◆ YOUR TASK: "struct" is the word to look for; copy each line of the listing where it occurs.

[Start of Attachment]

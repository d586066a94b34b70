// SPDX-License-Identifier: Apache-2.0
// Copyright (c) 2025 Au-Zone Technologies. All Rights Reserved.

//! Capture pipeline configuration.
//!
//! [`CaptureConfig`] gathers the board-level values consumed by the
//! pipeline bring-up: bus wiring, CSI lane parameters, the sensor format to
//! negotiate and the optional image processor setup. Every field has a
//! default matching the reference board so a partial JSON document is
//! enough to override a single value.

use crate::hal::{SensorFormat, SensorInterface};
use serde::{Deserialize, Serialize};

/// Camera image mirroring options.
///
/// Applied to the sensor after format negotiation and adjustable at runtime
/// through [`crate::pipeline::Pipeline::set_mirror`].
#[derive(clap::ValueEnum, Serialize, Deserialize, Clone, Debug, PartialEq, Eq, Copy, Default)]
#[serde(rename_all = "lowercase")]
pub enum MirrorSetting {
    /// No mirroring
    #[default]
    None,
    /// Flip horizontally (left-right)
    Horizontal,
    /// Flip vertically (top-bottom)
    Vertical,
    /// Flip both horizontally and vertically (180-degree rotation)
    Both,
}

impl MirrorSetting {
    /// Returns the `(horizontal, vertical)` flags for the sensor.
    pub fn flags(self) -> (bool, bool) {
        match self {
            MirrorSetting::None => (false, false),
            MirrorSetting::Horizontal => (true, false),
            MirrorSetting::Vertical => (false, true),
            MirrorSetting::Both => (true, true),
        }
    }
}

/// Pixel color formats understood by the capture controller and the image
/// processor.
#[derive(Serialize, Deserialize, Clone, Debug, PartialEq, Eq, Copy)]
#[serde(rename_all = "lowercase")]
pub enum ColorFormat {
    Raw8,
    Raw10,
    Rgb565,
    Rgb888,
    Yuv422,
}

impl ColorFormat {
    /// Bytes needed to store one pixel in memory.
    pub const fn bytes_per_pixel(self) -> usize {
        match self {
            ColorFormat::Raw8 => 1,
            ColorFormat::Raw10 => 2,
            ColorFormat::Rgb565 => 2,
            ColorFormat::Rgb888 => 3,
            ColorFormat::Yuv422 => 2,
        }
    }
}

/// Where frame buffers are allocated from.
#[derive(clap::ValueEnum, Serialize, Deserialize, Clone, Debug, PartialEq, Eq, Copy, Default)]
#[serde(rename_all = "lowercase")]
pub enum MemoryKind {
    /// Cache-line aligned process heap memory.
    #[default]
    Heap,
    /// Contiguous memory from the CMA DMA heap, mapped into the process.
    Cma,
}

/// Sensor modes supported by the board camera.
#[derive(clap::ValueEnum, Serialize, Deserialize, Clone, Debug, PartialEq, Eq, Copy, Default)]
pub enum FramePreset {
    #[default]
    #[serde(rename = "800x640")]
    #[value(name = "800x640")]
    Res800x640,
    #[serde(rename = "800x1280")]
    #[value(name = "800x1280")]
    Res800x1280,
    #[serde(rename = "1024x600")]
    #[value(name = "1024x600")]
    Res1024x600,
}

impl FramePreset {
    /// The sensor format name negotiated for this preset.
    pub const fn format_name(self) -> &'static str {
        match self {
            FramePreset::Res800x640 => "MIPI_2lane_24Minput_RAW8_800x640_50fps",
            FramePreset::Res800x1280 => "MIPI_2lane_24Minput_RAW8_800x1280_50fps",
            FramePreset::Res1024x600 => "MIPI_2lane_24Minput_RAW8_1024x600_30fps",
        }
    }

    pub const fn width(self) -> u32 {
        match self {
            FramePreset::Res800x640 => 800,
            FramePreset::Res800x1280 => 800,
            FramePreset::Res1024x600 => 1024,
        }
    }

    pub const fn height(self) -> u32 {
        match self {
            FramePreset::Res800x640 => 640,
            FramePreset::Res800x1280 => 1280,
            FramePreset::Res1024x600 => 600,
        }
    }

    pub const fn fps(self) -> u32 {
        match self {
            FramePreset::Res1024x600 => 30,
            _ => 50,
        }
    }

    pub const ALL: [FramePreset; 3] = [
        FramePreset::Res800x640,
        FramePreset::Res800x1280,
        FramePreset::Res1024x600,
    ];

    /// The catalog entry a sensor advertises for this preset.
    pub fn sensor_format(self) -> SensorFormat {
        SensorFormat {
            name: self.format_name().to_string(),
            width: self.width(),
            height: self.height(),
            fps: self.fps(),
        }
    }
}

/// Control bus (I2C master) wiring.
#[derive(Serialize, Deserialize, Clone, Debug, PartialEq, Eq)]
#[serde(default)]
pub struct BusConfig {
    pub port: u8,
    pub scl_pin: u8,
    pub sda_pin: u8,
    pub internal_pullup: bool,
}

impl Default for BusConfig {
    fn default() -> Self {
        Self {
            port: 0,
            scl_pin: 8,
            sda_pin: 7,
            internal_pullup: true,
        }
    }
}

/// Per-device SCCB session parameters used while probing sensors.
#[derive(Serialize, Deserialize, Clone, Debug, PartialEq, Eq)]
#[serde(default)]
pub struct SccbConfig {
    pub clock_hz: u32,
    /// Address width in bits (7 or 10).
    pub address_bits: u8,
}

impl Default for SccbConfig {
    fn default() -> Self {
        Self {
            clock_hz: 100_000,
            address_bits: 7,
        }
    }
}

/// CSI lane and color settings. The resolution comes from the preset, see
/// [`CaptureConfig::csi_config`].
#[derive(Serialize, Deserialize, Clone, Debug, PartialEq, Eq)]
#[serde(default)]
pub struct CsiSettings {
    pub controller_id: u8,
    pub lane_bit_rate_mbps: u32,
    pub data_lanes: u8,
    pub byte_swap: bool,
    pub input_color: ColorFormat,
    pub output_color: ColorFormat,
    pub queue_items: u8,
}

impl Default for CsiSettings {
    fn default() -> Self {
        Self {
            controller_id: 0,
            lane_bit_rate_mbps: 200,
            data_lanes: 2,
            byte_swap: true,
            input_color: ColorFormat::Raw8,
            output_color: ColorFormat::Rgb565,
            queue_items: 1,
        }
    }
}

/// Image processor input path.
#[derive(Serialize, Deserialize, Clone, Debug, PartialEq, Eq, Copy)]
#[serde(rename_all = "lowercase")]
pub enum IspSource {
    Csi,
    Dvp,
}

/// Image processor settings. The resolution comes from the preset, see
/// [`CaptureConfig::isp_config`].
#[derive(Serialize, Deserialize, Clone, Debug, PartialEq, Eq)]
#[serde(default)]
pub struct IspSettings {
    pub clock_hz: u32,
    pub source: IspSource,
    pub input_color: ColorFormat,
    pub output_color: ColorFormat,
    pub line_start_packet: bool,
    pub line_end_packet: bool,
}

impl Default for IspSettings {
    fn default() -> Self {
        Self {
            clock_hz: 80_000_000,
            source: IspSource::Csi,
            input_color: ColorFormat::Raw8,
            output_color: ColorFormat::Rgb565,
            line_start_packet: false,
            line_end_packet: false,
        }
    }
}

/// Fully resolved capture controller configuration.
#[derive(Clone, Debug, PartialEq, Eq)]
pub struct CsiConfig {
    pub controller_id: u8,
    pub h_res: u32,
    pub v_res: u32,
    pub lane_bit_rate_mbps: u32,
    pub data_lanes: u8,
    pub byte_swap: bool,
    pub input_color: ColorFormat,
    pub output_color: ColorFormat,
    pub queue_items: u8,
}

impl CsiConfig {
    /// Size in bytes of one complete output frame.
    pub fn frame_len(&self) -> usize {
        self.h_res as usize * self.v_res as usize * self.output_color.bytes_per_pixel()
    }
}

/// Fully resolved image processor configuration.
#[derive(Clone, Debug, PartialEq, Eq)]
pub struct IspConfig {
    pub clock_hz: u32,
    pub source: IspSource,
    pub input_color: ColorFormat,
    pub output_color: ColorFormat,
    pub line_start_packet: bool,
    pub line_end_packet: bool,
    pub h_res: u32,
    pub v_res: u32,
}

/// Complete configuration for one capture pipeline.
#[derive(Serialize, Deserialize, Clone, Debug, PartialEq, Eq)]
#[serde(default)]
pub struct CaptureConfig {
    /// Number of frame buffers in the pool.
    pub buffer_count: usize,
    pub memory: MemoryKind,
    pub preset: FramePreset,
    pub bus: BusConfig,
    pub sccb: SccbConfig,
    pub csi: CsiSettings,
    /// `None` skips the image processor stage entirely.
    pub isp: Option<IspSettings>,
    pub sensor_interface: SensorInterface,
    pub mirror: MirrorSetting,
    /// Timeout handed to the controller for the priming receive in `start`.
    pub prime_timeout_ms: u64,
}

impl Default for CaptureConfig {
    fn default() -> Self {
        Self {
            buffer_count: 1,
            memory: MemoryKind::Heap,
            preset: FramePreset::Res800x640,
            bus: BusConfig::default(),
            sccb: SccbConfig::default(),
            csi: CsiSettings::default(),
            isp: Some(IspSettings::default()),
            sensor_interface: SensorInterface::MipiCsi,
            mirror: MirrorSetting::None,
            prime_timeout_ms: 1000,
        }
    }
}

impl CaptureConfig {
    /// Parses a JSON document, filling any missing field with its default.
    pub fn from_json(json: &str) -> Result<Self, serde_json::Error> {
        serde_json::from_str(json)
    }

    pub fn format_name(&self) -> &'static str {
        self.preset.format_name()
    }

    pub fn csi_config(&self) -> CsiConfig {
        CsiConfig {
            controller_id: self.csi.controller_id,
            h_res: self.preset.width(),
            v_res: self.preset.height(),
            lane_bit_rate_mbps: self.csi.lane_bit_rate_mbps,
            data_lanes: self.csi.data_lanes,
            byte_swap: self.csi.byte_swap,
            input_color: self.csi.input_color,
            output_color: self.csi.output_color,
            queue_items: self.csi.queue_items,
        }
    }

    pub fn isp_config(&self) -> Option<IspConfig> {
        self.isp.as_ref().map(|isp| IspConfig {
            clock_hz: isp.clock_hz,
            source: isp.source,
            input_color: isp.input_color,
            output_color: isp.output_color,
            line_start_packet: isp.line_start_packet,
            line_end_packet: isp.line_end_packet,
            h_res: self.preset.width(),
            v_res: self.preset.height(),
        })
    }

    /// Capacity of every frame buffer in the pool.
    pub fn frame_len(&self) -> usize {
        self.csi_config().frame_len()
    }
}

[End of Attachment]

◆ EXERCISE SOLUTION:
pub struct BusConfig {
pub struct SccbConfig {
pub struct CsiSettings {
pub struct IspSettings {
pub struct CsiConfig {
pub struct IspConfig {
pub struct CaptureConfig {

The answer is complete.